USC has a great film department so they may have already sold the script to Disney.
"It means a lot knowing the Trojan family has my back. It's going to be tough," the signal-caller added. "I'm still enjoying that game and enjoying this night."
The Coliseum crowd started the "One more year" chant early. After watching the Trojans' scoreboard get a workout though, it wasn't clear who they wanted to come back more, Barkley or UCLA head coach Rick Neuheisel.
The loss dropped him to 26-32 overall, 17-15 in the conference at his alma mater. Though Neuheisel has yet to beat USC, he talked about the gap between the school 14 miles away being closed earlier in the week - after UCLA backed into the first ever Pac-12 Championship Game against Oregon.
"That was a pretty strong statement to make," Kiffin said. "Our players took that very personal. It was talked about a lot and not by me at all. I think they really felt disrespected."
After Saturday, the gap may never have been wider.
"I'm going to evaluate this program at the end of the year like I always have," UCLA athletic director Dan Guerrero said. "We've got another game to focus on and it's a big game.
"It's a devastating loss for any Bruin fan or anybody in that locker room or any of the coaches."
UCLA gave up a 98-yard scoring drive and defensive backs had trouble all night preventing receivers from getting behind them for long scores. They allowed the Trojans' smallest offensive player, running back Curtis McNeal, to take a simple off tackle play 73-yards for a touchdown in the first quarter. Quarterback Kevin Prince was the lone bright spot but ended up as the team's leading rusher, not exactly the plan.
In many ways it was over before it began.
"The first drive," Neuheisel said of when he knew he had a problem. "We couldn't stop them and we were too inconsistent on offense to be in a scoring fest and it just got out of hand."
The Pac-12 office said USC could only say they finished in first with their 10-2 record and could not call themselves South champions. They gave their blessing for UCLA to do, despite finishing second, however.
Tomato, tohmato. First place vs. South champion, the scoreboard did the talking.
"It shows who really is the Pac-12 champion," Kalil said.
In the locker room after the game, the team found shirts adorned with "Pac-12 South Champions" awaiting them from athletic director Pat Haden.
Across the country there are plenty of fierce rivalries but nothing quite like the crosstown showdown that takes place at the end of the season every year in Los Angeles. Office bragging rights are at stake. Friends won't speak to each other afterward. In plenty of cases it pits brother versus brother - including on the field.
Tim McDonald was a two-time All-American safety for USC. Son T.J. followed in his footsteps and started for the Trojans when he was a freshman at the position. Younger brother Tevin took a different path and signed with the Bruins, ending up as the starter opposite his brother Saturday night.
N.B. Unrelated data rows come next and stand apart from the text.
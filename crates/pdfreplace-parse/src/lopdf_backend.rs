//! lopdf-based document access.
//!
//! [`LopdfDocument`] wraps a [`lopdf::Document`] with the page-level reads
//! and writes the replacement engine needs: geometry, resources, content
//! bytes, content replacement and serialization.

use lopdf::{Dictionary, Object, ObjectId, Stream};
use pdfreplace_core::BBox;

use crate::error::BackendError;
use crate::page_geometry::PageGeometry;

/// A parsed PDF document backed by lopdf.
pub struct LopdfDocument {
    inner: lopdf::Document,
    /// Ordered page object ids (0-based page number).
    page_ids: Vec<ObjectId>,
}

impl std::fmt::Debug for LopdfDocument {
    fn fmt(&self, f: &mut std::fmt::Formatter<'_>) -> std::fmt::Result {
        f.debug_struct("LopdfDocument")
            .field("page_count", &self.page_ids.len())
            .finish_non_exhaustive()
    }
}

/// Convert a lopdf numeric object (Integer or Real) to f64.
pub(crate) fn object_to_f64(obj: &Object) -> Result<f64, BackendError> {
    match obj {
        Object::Integer(i) => Ok(*i as f64),
        Object::Real(f) => Ok(f64::from(*f)),
        _ => Err(BackendError::Parse(format!("expected number, got {obj:?}"))),
    }
}

/// Like [`object_to_f64`] but `None` for anything that is not a number.
pub(crate) fn number(obj: &Object) -> Option<f64> {
    object_to_f64(obj).ok()
}

/// Follow one level of indirection.
pub(crate) fn resolve_ref<'a>(doc: &'a lopdf::Document, obj: &'a Object) -> &'a Object {
    match obj {
        Object::Reference(id) => doc.get_object(*id).unwrap_or(obj),
        _ => obj,
    }
}

/// Resolve `key` in `dict` to a dictionary, following a reference.
pub(crate) fn dict_entry<'a>(
    doc: &'a lopdf::Document,
    dict: &'a Dictionary,
    key: &[u8],
) -> Option<&'a Dictionary> {
    dict.get(key)
        .ok()
        .map(|o| resolve_ref(doc, o))
        .and_then(|o| o.as_dict().ok())
}

/// Look up a key on a page, walking up `/Parent` links when absent.
pub(crate) fn resolve_inherited<'a>(
    doc: &'a lopdf::Document,
    page_id: ObjectId,
    key: &[u8],
) -> Result<Option<&'a Object>, BackendError> {
    let mut current_id = page_id;
    // Bounded walk in case of a cyclic /Parent chain.
    for _ in 0..64 {
        let dict = doc
            .get_object(current_id)
            .and_then(|o| o.as_dict())
            .map_err(|e| BackendError::Parse(format!("failed to get page dictionary: {e}")))?;

        if let Ok(value) = dict.get(key) {
            return Ok(Some(value));
        }
        match dict.get(b"Parent").and_then(|p| p.as_reference()) {
            Ok(parent) => current_id = parent,
            Err(_) => return Ok(None),
        }
    }
    Ok(None)
}

fn decode_stream(stream: &Stream) -> Result<Vec<u8>, BackendError> {
    if stream.dict.get(b"Filter").is_ok() {
        stream
            .decompressed_content()
            .map_err(|e| BackendError::Parse(format!("failed to decompress stream: {e}")))
    } else {
        Ok(stream.content.clone())
    }
}

/// Decoded bytes of the stream behind `obj` (direct or referenced).
pub(crate) fn stream_bytes(doc: &lopdf::Document, obj: &Object) -> Result<Vec<u8>, BackendError> {
    let stream = resolve_ref(doc, obj)
        .as_stream()
        .map_err(|e| BackendError::Parse(format!("expected a stream: {e}")))?;
    decode_stream(stream)
}

impl LopdfDocument {
    /// Parse PDF bytes. Encrypted documents are rejected.
    pub fn open(bytes: &[u8]) -> Result<Self, BackendError> {
        let inner = lopdf::Document::load_mem(bytes)
            .map_err(|e| BackendError::Parse(format!("failed to parse PDF: {e}")))?;
        if inner.is_encrypted() {
            return Err(BackendError::Parse("PDF is encrypted".to_string()));
        }
        Ok(Self::from_document(inner))
    }

    /// Wrap an already loaded lopdf document.
    pub fn from_document(inner: lopdf::Document) -> Self {
        // get_pages returns a BTreeMap keyed by 1-based page number.
        let page_ids = inner.get_pages().values().copied().collect();
        Self { inner, page_ids }
    }

    pub fn inner(&self) -> &lopdf::Document {
        &self.inner
    }

    pub fn inner_mut(&mut self) -> &mut lopdf::Document {
        &mut self.inner
    }

    pub fn into_inner(self) -> lopdf::Document {
        self.inner
    }

    pub fn page_count(&self) -> usize {
        self.page_ids.len()
    }

    /// Object id of the page at 0-based `index`.
    pub fn page_id(&self, index: usize) -> Result<ObjectId, BackendError> {
        self.page_ids.get(index).copied().ok_or_else(|| {
            BackendError::Parse(format!(
                "page index {index} out of range (0..{})",
                self.page_ids.len()
            ))
        })
    }

    /// `/MediaBox` (inherited if needed), defaulting to US Letter.
    pub fn page_geometry(&self, index: usize) -> Result<PageGeometry, BackendError> {
        let page_id = self.page_id(index)?;
        let media_box = match resolve_inherited(&self.inner, page_id, b"MediaBox")? {
            Some(obj) => {
                let array = resolve_ref(&self.inner, obj)
                    .as_array()
                    .map_err(|e| BackendError::Parse(format!("MediaBox is not an array: {e}")))?;
                if array.len() != 4 {
                    return Err(BackendError::Parse(format!(
                        "expected 4-element MediaBox, got {}",
                        array.len()
                    )));
                }
                let v = array
                    .iter()
                    .map(|o| object_to_f64(resolve_ref(&self.inner, o)))
                    .collect::<Result<Vec<f64>, _>>()?;
                BBox::new(v[0], v[1], v[2], v[3])
            }
            None => BBox::new(0.0, 0.0, 612.0, 792.0),
        };
        Ok(PageGeometry::new(media_box))
    }

    /// The page's resource dictionary (inherited if needed), or an empty one.
    pub fn page_resources(&self, index: usize) -> Result<Dictionary, BackendError> {
        let page_id = self.page_id(index)?;
        match resolve_inherited(&self.inner, page_id, b"Resources")? {
            Some(obj) => resolve_ref(&self.inner, obj)
                .as_dict()
                .cloned()
                .map_err(|_| BackendError::Parse("/Resources is not a dictionary".to_string())),
            None => Ok(Dictionary::new()),
        }
    }

    /// Decoded page content, concatenating every stream of a `/Contents`
    /// array.
    pub fn page_content(&self, index: usize) -> Result<Vec<u8>, BackendError> {
        let page_id = self.page_id(index)?;
        let page = self
            .inner
            .get_dictionary(page_id)
            .map_err(|e| BackendError::Parse(format!("failed to get page dictionary: {e}")))?;
        let Ok(contents) = page.get(b"Contents") else {
            return Ok(Vec::new());
        };
        match resolve_ref(&self.inner, contents) {
            Object::Array(items) => {
                let mut content = Vec::new();
                for item in items {
                    if !content.is_empty() {
                        content.push(b'\n');
                    }
                    content.extend(stream_bytes(&self.inner, item)?);
                }
                Ok(content)
            }
            other => stream_bytes(&self.inner, other),
        }
    }

    /// Replace the page content with a single new stream.
    pub fn set_page_content(&mut self, index: usize, content: Vec<u8>) -> Result<(), BackendError> {
        let page_id = self.page_id(index)?;
        let stream_id = self
            .inner
            .add_object(Stream::new(Dictionary::new(), content));
        self.page_dict_mut(page_id)?
            .set("Contents", Object::Reference(stream_id));
        Ok(())
    }

    /// Append a content stream after the existing ones.
    pub fn append_page_content(&mut self, index: usize, content: Vec<u8>) -> Result<(), BackendError> {
        let page_id = self.page_id(index)?;
        let stream_id = self
            .inner
            .add_object(Stream::new(Dictionary::new(), content));
        let existing = self
            .inner
            .get_dictionary(page_id)
            .ok()
            .and_then(|d| d.get(b"Contents").ok().cloned());
        let mut items = match existing {
            Some(Object::Array(items)) => items,
            Some(Object::Reference(id)) => match self.inner.get_object(id) {
                Ok(Object::Array(items)) => items.clone(),
                _ => vec![Object::Reference(id)],
            },
            Some(other) => vec![other],
            None => Vec::new(),
        };
        items.push(Object::Reference(stream_id));
        self.page_dict_mut(page_id)?
            .set("Contents", Object::Array(items));
        Ok(())
    }

    fn page_dict_mut(&mut self, page_id: ObjectId) -> Result<&mut Dictionary, BackendError> {
        self.inner
            .get_object_mut(page_id)
            .and_then(|o| o.as_dict_mut())
            .map_err(|e| BackendError::Parse(format!("failed to get page dictionary: {e}")))
    }

    /// Copy the effective resources onto the page itself so they can be
    /// modified without touching shared parents, returning the font
    /// sub-dictionary for editing.
    pub fn localize_page_fonts(&mut self, index: usize) -> Result<&mut Dictionary, BackendError> {
        let page_id = self.page_id(index)?;
        let mut resources = self.page_resources(index)?;
        let fonts = dict_entry(&self.inner, &resources, b"Font")
            .cloned()
            .unwrap_or_default();
        resources.set("Font", Object::Dictionary(fonts));
        let page = self.page_dict_mut(page_id)?;
        page.set("Resources", Object::Dictionary(resources));
        page.get_mut(b"Resources")
            .and_then(|r| r.as_dict_mut())
            .and_then(|r| r.get_mut(b"Font"))
            .and_then(|f| f.as_dict_mut())
            .map_err(|e| BackendError::Parse(format!("failed to localize resources: {e}")))
    }

    /// Serialize the document, compressing streams.
    pub fn save_to_bytes(&mut self) -> Result<Vec<u8>, BackendError> {
        self.inner.compress();
        let mut out = Vec::new();
        self.inner
            .save_to(&mut out)
            .map_err(|e| BackendError::Write(format!("failed to save PDF: {e}")))?;
        Ok(out)
    }
}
T.J. will take home bragging rights once again and likely spend Christmas detailing his interception in the red zone that ended one of the few Bruins scoring threats.
"It's a big thing," McDonald said of the pick. "But for us to get that shutout, for this crosstown rivalry, to play this way in the last game of the season, this was our bowl game. We had nothing to leave out on the field and we did that."
Kiffin's squad took the title of city champions for the 12th time in 13 years. Though they had the (NCAA) book thrown at them and doubters aplenty, they lived up to the school's 'Fight On' motto throughout the turmoil that had engulfed the program the past few years and, it seems, is starting to disperse.
"We had a lot to play for this year," Barkley said. "We were playing for this university, the history of this program. You're playing for personal pride, you don't want to just flush the season down the toilet. There were a ton of things that we were playing for and that motivated us."
Woods became the school and conference leader in receptions early in the second half. Barkley broke Matt Leinart's school and conference record with his 39th touchdown pass of the season.
"It's unreal, I never thought this would happen," he said. "I remember watching that year that he had."
The Trojans were not eligible for the Pac-12 championship or a BCS bowl but they stated their case one final time that they could beat anybody in the country in 2011.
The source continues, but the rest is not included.